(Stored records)

+--

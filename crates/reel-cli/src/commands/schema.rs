use reel_core::ComplianceReport;

use crate::cli::{GlobalFlags, OutputFormat};
use crate::output;

/// Handle `reel schema`.
pub fn handle(flags: &GlobalFlags) -> anyhow::Result<()> {
    let schema = schemars::schema_for!(ComplianceReport);
    // A schema has no sensible tabular form.
    let format = match flags.format {
        OutputFormat::Table => OutputFormat::Json,
        other => other,
    };
    output::output(&schema, format)
}
use reel_config::ReelConfig;

use crate::cli::GlobalFlags;
use crate::cli::root_commands::Commands;
use crate::commands;

/// Dispatch a parsed command to the corresponding handler module.
pub async fn dispatch(
    command: Commands,
    config: &ReelConfig,
    flags: &GlobalFlags,
) -> anyhow::Result<()> {
    match command {
        Commands::Audit(args) => commands::audit::handle(&args, config, flags).await,
        Commands::Ask(args) => commands::ask::handle(&args, config, flags).await,
        Commands::Ingest(args) => commands::ingest::handle(&args, config, flags).await,
        Commands::Config => commands::config::handle(config, flags),
        Commands::Policy(_) | Commands::Schema => {
            unreachable!("policy/schema are pre-dispatched in main")
        }
    }
}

+--

Exercise details:
Pull every line with "GlobalFlags" from the records.

Task answer:
use crate::cli::{GlobalFlags, OutputFormat};
pub fn handle(flags: &GlobalFlags) -> anyhow::Result<()> {
use crate::cli::GlobalFlags;
    flags: &GlobalFlags,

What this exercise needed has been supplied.